Il Papa ha testimoniato una visione della Chiesa, in terra d’Islam, povera, umile, ma profetica. Che significato ha per i cristiani che vivono nel contesto mediorientale, assai più difficile rispetto a quello di Abu Dhabi?

Significa che il papa parla con tutti, anche con gli interlocutori che non consideriamo perfetti o che possono creare imbarazzi alla diplomazia vaticana. Gli Emirati rappresentano il possibile inizio di un processo di cambiamento che ha al centro la convivenza interreligiosa. La scomparsa dei cristiani dal Medio Oriente sarebbe una tragedia epocale e la Santa Sede fa quello che può, mentre altri attori cercano di sfruttare le tensioni interreligiose per una politica di potenza.

Quali sono i “punti fermi” del documento sulla “Fratellanza umana”?

Si tratta di un documento che rappresenta una sfida sia per i cattolici sia per i musulmani: impegna principalmente a combattere contro la strumentalizzazione della religione per fini politici; accetta il linguaggio del pluralismo religioso come parte del piano divino. La parte sulla cittadinanza e sulla rinuncia al linguaggio sulle “minoranze” è quella più interessante per il futuro dei cristiani nei paesi arabi e musulmani. È un documento che in certi passaggi è più impegnativo per l’Islam che per i cattolici – anche se in alcuni paesi cattolici sta tornando la tentazione di piegare la chiesa al nazionalismo e all’etnocentrismo. Non a caso, sono i paesi (come gli Stati Uniti) in cui la storia del cristianesimo in terra araba è quasi totalmente ignorata oppure considerata un’aberrazione.

Qualcuno, nell’area dei nemici di Papa Francesco, lo ha definito come un documento “teosofico”. Sappiamo che in quell’ambiente Bergoglio viene accusato di essere” inconsistente”, di “creare confusione tra i fedeli”. Come risponde a queste critiche?

C’è chi ha cercato di delegittimare papa Francesco fin dalla tarda primavera e l’estate del 2013. Poi è arrivata la lotta contro il Sinodo sulla famiglia e contro Amoris Laetitia. Dopo, c’è stata la strumentalizzazione ideologica dello scandalo degli abusi sessuali negli Stati Uniti. Ora, i dubbi di eresia contro il documento di Abu Dhabi. Coloro che si dicono confusi dal papa cercano di trovare continuamente motivi di confusione. Ormai è una dinamica che non ha effetti sul pontificato ma ha solo finalità interne allo schieramento anti-Francesco, di posizionamento tra le diverse voci del neo-tradizionalismo cattolico.

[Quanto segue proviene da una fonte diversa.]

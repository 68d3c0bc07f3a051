//! End-to-end quotation processing tests

use std::collections::BTreeSet;
use std::io::Cursor;

use pretty_assertions::assert_eq;
use quote_sheets::prelude::*;
use quote_sheets::{
    HeaderKey, RawQuotation, RowKind, SupplierCountMismatch, XlsxError, RESULT_SHEET_NAME,
};

fn s(text: &str) -> CellValue {
    CellValue::from(text)
}

fn n(value: f64) -> CellValue {
    CellValue::Number(value)
}

const E: CellValue = CellValue::Empty;

fn supplier_headers(suppliers: &[&str]) -> Vec<HeaderKey> {
    let mut headers = vec![
        HeaderKey::base("ITEM CODE"),
        HeaderKey::base("DESCRIPTION"),
        HeaderKey::base("QTY"),
    ];
    for supplier in suppliers {
        headers.push(HeaderKey::grouped(*supplier, "UP"));
        headers.push(HeaderKey::grouped(*supplier, "AVAILABLE"));
    }
    headers
}

fn alpha_beta() -> RawQuotation {
    RawQuotation::new(
        supplier_headers(&["ALPHA", "BETA"]),
        vec![
            vec![s("A1"), s("Bolt"), n(2.0), n(10.0), s("YES"), n(8.0), s("NO")],
            vec![s("A2"), s("Nut"), n(3.0), n(5.0), s("NOT SURE"), n(5.0), s("YES")],
        ],
    )
}

fn cell(row: usize, col: usize, highlight: Highlight) -> HighlightedCell {
    HighlightedCell::new(row, col, highlight)
}

#[test]
fn test_alpha_beta_scenario() {
    let suppliers = SupplierList::parse("ALPHA, BETA");
    let result = QuotationProcessor::new().process(&alpha_beta(), &suppliers).unwrap();
    let table = &result.table;

    assert_eq!(
        table.columns(),
        [
            "ITEM CODE",
            "DESCRIPTION",
            "QTY",
            "ALPHA_UP",
            "ALPHA_TOTAL",
            "ALPHA_AVAILABLE",
            "BETA_UP",
            "BETA_TOTAL",
            "BETA_AVAILABLE",
        ]
    );
    assert_eq!(table.row_count(), 4);
    assert_eq!(table.row_kind(2), Some(RowKind::Blank));
    assert_eq!(table.row_kind(3), Some(RowKind::Summary));

    let rows = table.table().rows();
    assert_eq!(rows[0][4], n(20.0));
    assert_eq!(rows[1][4], n(15.0));
    assert_eq!(rows[0][7], n(16.0));
    assert_eq!(rows[1][7], n(15.0));
    assert_eq!(rows[2], vec![E; 9]);
    assert_eq!(rows[3], vec![s("TOTAL_QUOTE"), E, E, E, n(35.0), E, E, n(31.0), E]);

    let expected: BTreeSet<_> = [
        cell(0, 6, Highlight::LowestPrice),
        cell(1, 3, Highlight::LowestPrice),
        cell(1, 6, Highlight::LowestPrice),
        cell(3, 7, Highlight::LowestTotal),
        cell(0, 8, Highlight::Unavailable),
        cell(1, 5, Highlight::Uncertain),
    ]
    .into_iter()
    .collect();
    assert_eq!(table.highlights(), expected);
    assert!(!result.report.has_warnings());
}

#[test]
fn test_report_worksheet() {
    let suppliers = SupplierList::parse("ALPHA, BETA");
    let result = QuotationProcessor::new().process(&alpha_beta(), &suppliers).unwrap();
    let sheet = &result.worksheet;

    assert_eq!(sheet.name(), RESULT_SHEET_NAME);
    assert_eq!(sheet.get_value("A1").unwrap(), s("ITEM CODE"));
    assert_eq!(sheet.get_value("E1").unwrap(), s("ALPHA_TOTAL"));
    assert!(sheet.cell_style_at(0, 0).unwrap().bold);
    assert_eq!(sheet.get_value("E2").unwrap(), n(20.0));
    assert!(sheet.get_value("A4").unwrap().is_empty());
    assert_eq!(sheet.get_value("A5").unwrap(), s("TOTAL_QUOTE"));
    assert_eq!(sheet.get_value("H5").unwrap(), n(31.0));
    assert_eq!(sheet.data_validation_count(), 0);

    // 2 price rules, 2 x 2 availability rules, 2 summary rules
    assert_eq!(sheet.conditional_format_count(), 8);
    let rules = sheet.conditional_formats_at(1, 6);
    assert_eq!(rules.len(), 1);
    assert_eq!(rules[0].formula, "=AND(ISNUMBER(G2),G2=MIN($D2,$G2))");
    assert!(sheet.conditional_formats_at(3, 6).is_empty());
    assert_eq!(sheet.conditional_formats_at(4, 7).len(), 1);
}

#[test]
fn test_processing_is_idempotent() {
    let suppliers = SupplierList::parse("ALPHA, BETA");
    let processor = QuotationProcessor::new();
    let first = processor.process(&alpha_beta(), &suppliers).unwrap();
    let second = processor.process(&alpha_beta(), &suppliers).unwrap();

    assert_eq!(first.table, second.table);
    assert_eq!(first.table.highlights(), first.table.highlights());
    assert_eq!(first.table.highlights(), second.table.highlights());
    assert_eq!(
        first.worksheet.conditional_formats(),
        second.worksheet.conditional_formats()
    );
}

#[test]
fn test_tied_prices_all_highlighted() {
    let raw = RawQuotation::new(
        supplier_headers(&["A", "B", "C"]),
        vec![vec![s("X"), E, n(1.0), n(7.0), E, n(7.0), E, n(7.0), E]],
    );
    let result = QuotationProcessor::new()
        .process(&raw, &SupplierList::parse("A, B, C"))
        .unwrap();

    let greens: Vec<_> = result
        .table
        .highlights()
        .into_iter()
        .filter(|c| c.row == 0)
        .map(|c| result.table.columns()[c.col].clone())
        .collect();
    assert_eq!(greens, ["A_UP", "B_UP", "C_UP"]);
    assert_eq!(result.table.highlights().len(), 6);
}

#[test]
fn test_unknown_supplier_is_skipped() {
    let suppliers = SupplierList::parse("ALPHA, BETA, GAMMA");
    let result = QuotationProcessor::new().process(&alpha_beta(), &suppliers).unwrap();

    assert!(!result.table.columns().iter().any(|c| c.starts_with("GAMMA")));
    assert_eq!(result.report.skipped_suppliers, ["GAMMA"]);
    assert_eq!(
        result.report.supplier_count_mismatch,
        Some(quote_sheets::SupplierCountMismatch { requested: 3, found: 2 })
    );
    assert_eq!(result.table.summary_value("BETA_TOTAL"), Some(&n(31.0)));
}

#[test]
fn test_misspelled_supplier_is_reported() {
    let suppliers = SupplierList::parse("ALPHA, BETTA");
    let result = QuotationProcessor::new().process(&alpha_beta(), &suppliers).unwrap();

    assert!(result.table.columns().contains(&"BETA_UP".to_string()));
    assert!(!result.table.columns().contains(&"BETA_TOTAL".to_string()));
    assert_eq!(result.report.skipped_suppliers, ["BETTA"]);
    assert_eq!(result.report.unmatched_groups, ["BETA"]);

    // BETA is not compared, so ALPHA holds every minimum
    let greens: BTreeSet<_> = result
        .table
        .highlights()
        .into_iter()
        .filter(|c| c.highlight == Highlight::LowestPrice)
        .map(|c| (c.row, c.col))
        .collect();
    assert_eq!(greens, [(0, 3), (1, 3)].into_iter().collect());
}

#[test]
fn test_supplier_names_match_case_insensitively() {
    let suppliers = SupplierList::parse("alpha, Beta");
    let result = QuotationProcessor::new().process(&alpha_beta(), &suppliers).unwrap();

    assert_eq!(result.table.summary_value("alpha_TOTAL"), Some(&n(35.0)));
    assert_eq!(result.table.summary_value("Beta_TOTAL"), Some(&n(31.0)));
}

#[test]
fn test_no_supplier_names() {
    let result = QuotationProcessor::new()
        .process(&alpha_beta(), &SupplierList::new())
        .unwrap();
    let table = &result.table;

    assert!(!table.columns().iter().any(|c| c.ends_with("_TOTAL")));
    let summary = &table.table().rows()[table.summary_row_index()];
    assert_eq!(summary[0], s("TOTAL_QUOTE"));
    assert!(summary[1..].iter().all(CellValue::is_empty));
    assert!(table.highlights().is_empty());
    assert_eq!(result.report.unmatched_groups, ["ALPHA", "BETA"]);
}

#[test]
fn test_non_numeric_price_gives_value_error() {
    let raw = RawQuotation::new(
        supplier_headers(&["A", "B"]),
        vec![
            vec![s("X1"), E, n(2.0), s("call us"), E, n(3.0), E],
            vec![s("X2"), E, n(1.0), n(4.0), E, E, E],
        ],
    );
    let result = QuotationProcessor::new()
        .process(&raw, &SupplierList::parse("A, B"))
        .unwrap();
    let table = &result.table;

    assert_eq!(table.value(0, "A_TOTAL"), Some(&CellValue::Error(CellError::Value)));
    assert_eq!(table.value(1, "A_TOTAL"), Some(&n(4.0)));
    assert_eq!(table.value(1, "B_TOTAL"), Some(&E));
    assert_eq!(table.summary_value("A_TOTAL"), Some(&CellValue::Error(CellError::Value)));
    assert_eq!(table.summary_value("B_TOTAL"), Some(&n(6.0)));

    // An error total makes the summary comparison fail in the sheet too
    assert!(table
        .highlights()
        .iter()
        .all(|c| c.highlight != Highlight::LowestTotal));
}

#[test]
fn test_missing_qty_column() {
    let raw = RawQuotation::new(
        vec![HeaderKey::base("ITEM CODE"), HeaderKey::grouped("A", "UP")],
        vec![vec![s("X1"), n(1.0)]],
    );
    let err = QuotationProcessor::new()
        .process(&raw, &SupplierList::parse("A"))
        .unwrap_err();
    assert!(matches!(err, Error::MissingColumn(ref column) if column == "QTY"));
}

fn filled_template() -> Worksheet {
    let mut sheet = TemplateBuilder::new(TemplateOptions::new(2, 10)).build().unwrap();
    sheet.set_cell_value("B1", "Q3 fasteners").unwrap();
    sheet.set_cell_value("D2", "Acme").unwrap();
    sheet.set_cell_value("F2", "Globex").unwrap();

    sheet.set_cell_value("A4", "BOLT-10").unwrap();
    sheet.set_cell_value("B4", "Hex bolt M10").unwrap();
    sheet.set_cell_value("C4", 100.0).unwrap();
    sheet.set_cell_value("D4", 0.25).unwrap();
    sheet.set_cell_value("E4", "YES").unwrap();
    sheet.set_cell_value("F4", 0.2).unwrap();
    sheet.set_cell_value("G4", "NOT SURE").unwrap();

    sheet.set_cell_value("A5", "NUT-10").unwrap();
    sheet.set_cell_value("C5", 50.0).unwrap();
    sheet.set_cell_value("D5", 0.1).unwrap();
    sheet.set_cell_value("E5", "NO").unwrap();
    sheet.set_cell_value("F5", "TBD").unwrap();
    sheet
}

#[test]
fn test_xlsx_roundtrip() {
    let bytes = XlsxWriter::write_buffer(&[&filled_template()]).unwrap();
    let suppliers = SupplierList::parse("Acme, Globex");
    let result = QuotationProcessor::new()
        .process_reader(Cursor::new(bytes), &suppliers)
        .unwrap();

    assert_eq!(result.table.data_row_count(), 2);
    assert_eq!(result.table.value(0, "Acme_TOTAL"), Some(&n(25.0)));
    assert_eq!(result.table.value(0, "Globex_TOTAL"), Some(&n(20.0)));
    assert_eq!(
        result.table.value(1, "Globex_TOTAL"),
        Some(&CellValue::Error(CellError::Value))
    );
    assert_eq!(result.table.summary_value("Acme_TOTAL"), Some(&n(30.0)));
    assert!(!result.report.has_warnings());

    let output = result.to_xlsx().unwrap();
    let grid = XlsxReader::read(Cursor::new(output), RESULT_SHEET_NAME).unwrap();
    assert_eq!(grid.get(0, 0), &s("ITEM CODE"));
    assert_eq!(grid.get(0, 4), &s("Acme_TOTAL"));
    assert_eq!(grid.get(1, 4), &n(25.0));
    assert!(grid.get(2, 7).is_error());
    assert!(grid.get(3, 0).is_empty());
    assert_eq!(grid.get(4, 0), &s("TOTAL_QUOTE"));
    assert!(grid.get(4, 7).is_error());
}

#[test]
fn test_process_file() {
    let dir = tempfile::tempdir().unwrap();
    let input = dir.path().join("filled.xlsx");
    let output = dir.path().join("highlighted_quotation.xlsx");
    XlsxWriter::write_file(&[&filled_template()], &input).unwrap();

    let result = quote_sheets::process_file(&input, &SupplierList::parse("Acme")).unwrap();
    result.write_file(&output).unwrap();

    assert_eq!(result.report.unmatched_groups, ["Globex"]);
    assert!(output.exists());
}

#[test]
fn test_wrong_sheet_name() {
    let mut sheet = filled_template();
    sheet.set_name("Sheet1").unwrap();
    let bytes = XlsxWriter::write_buffer(&[&sheet]).unwrap();

    let err = QuotationProcessor::new()
        .process_reader(Cursor::new(bytes), &SupplierList::parse("Acme"))
        .unwrap_err();
    assert!(matches!(
        err,
        Error::Xlsx(XlsxError::SheetNotFound { ref available, .. }) if available == &["Sheet1"]
    ));
}

#[test]
fn test_blank_row_between_items_is_kept() {
    let mut sheet = TemplateBuilder::new(TemplateOptions::new(1, 10)).build().unwrap();
    sheet.set_cell_value("D2", "Acme").unwrap();
    sheet.set_cell_value("A4", "X1").unwrap();
    sheet.set_cell_value("C4", 2.0).unwrap();
    sheet.set_cell_value("D4", 5.0).unwrap();
    sheet.set_cell_value("A6", "X2").unwrap();
    sheet.set_cell_value("C6", 3.0).unwrap();
    sheet.set_cell_value("D6", 4.0).unwrap();
    let bytes = XlsxWriter::write_buffer(&[&sheet]).unwrap();

    let result = QuotationProcessor::new()
        .process_reader(Cursor::new(bytes), &SupplierList::parse("Acme"))
        .unwrap();
    let table = &result.table;

    assert_eq!(table.data_row_count(), 3);
    assert_eq!(table.row_kind(1), Some(RowKind::Data));
    assert_eq!(table.value(1, "Acme_TOTAL"), Some(&E));
    assert_eq!(table.value(2, "ITEM CODE"), Some(&s("X2")));
    assert_eq!(table.value(2, "Acme_TOTAL"), Some(&n(12.0)));
    assert_eq!(table.summary_value("Acme_TOTAL"), Some(&n(22.0)));
    assert!(table.highlights().iter().all(|c| c.row != 1));
    assert_eq!(result.worksheet.get_value("A4").unwrap(), s("X2"));
}

#[test]
fn test_repeated_supplier_label() {
    let mut sheet = filled_template();
    sheet.set_cell_value("F2", "Acme").unwrap();
    let bytes = XlsxWriter::write_buffer(&[&sheet]).unwrap();

    let result = QuotationProcessor::new()
        .process_reader(Cursor::new(bytes), &SupplierList::parse("Acme"))
        .unwrap();

    assert_eq!(
        result.table.columns(),
        [
            "ITEM CODE",
            "DESCRIPTION",
            "QTY",
            "Acme_UP",
            "Acme_TOTAL",
            "Acme_AVAILABLE",
            "Acme_UP_2",
            "Acme_AVAILABLE_2",
        ]
    );
    assert_eq!(result.table.value(0, "Acme_TOTAL"), Some(&n(25.0)));
    assert_eq!(result.table.value(0, "Acme_UP_2"), Some(&n(0.2)));
    assert_eq!(result.report.unmatched_groups, ["Acme"]);
    assert_eq!(
        result.report.supplier_count_mismatch,
        Some(SupplierCountMismatch { requested: 1, found: 2 })
    );
    assert!(result.report.has_warnings());
}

Parlando ai fedeli di entrambi le religioni, di Oriente e dell’occidente porta con sé una valenza politica straordinaria. Per il contesto italiano è davvero una sfida non indifferente.

È una sfida per la chiesa globale, e anche per il contesto italiano che ha una vocazione particolare data la sua posizione geografica e la sua storia: resistere alle sirene dell’autoritarismo che si presenta come difesa delle radici cristiane. Ci sono offerte di “protezione” politica alla chiesa che la chiesa ha il dovere di rifiutare perché significherebbero la soggezione della fede cristiana a un messaggio che è anti-evangelico.

Ultima domanda : siamo al sesto anno di pontificato. La sfida più difficile qual è?

La sfida più difficile è sicuramente lo scandalo degli abusi sessuali: questo ultimo anno ha rappresentato un salto di qualità nella percezione dello scandalo nella chiesa e ci si aspetta molto da Roma. I segnali di questi ultimi mesi sono confortanti: ma è evidente che agli occhi di molti cattolici papa Francesco verrà giudicato dalla sua azione su questo fronte, e non su quello dei rapporti inter-religiosi.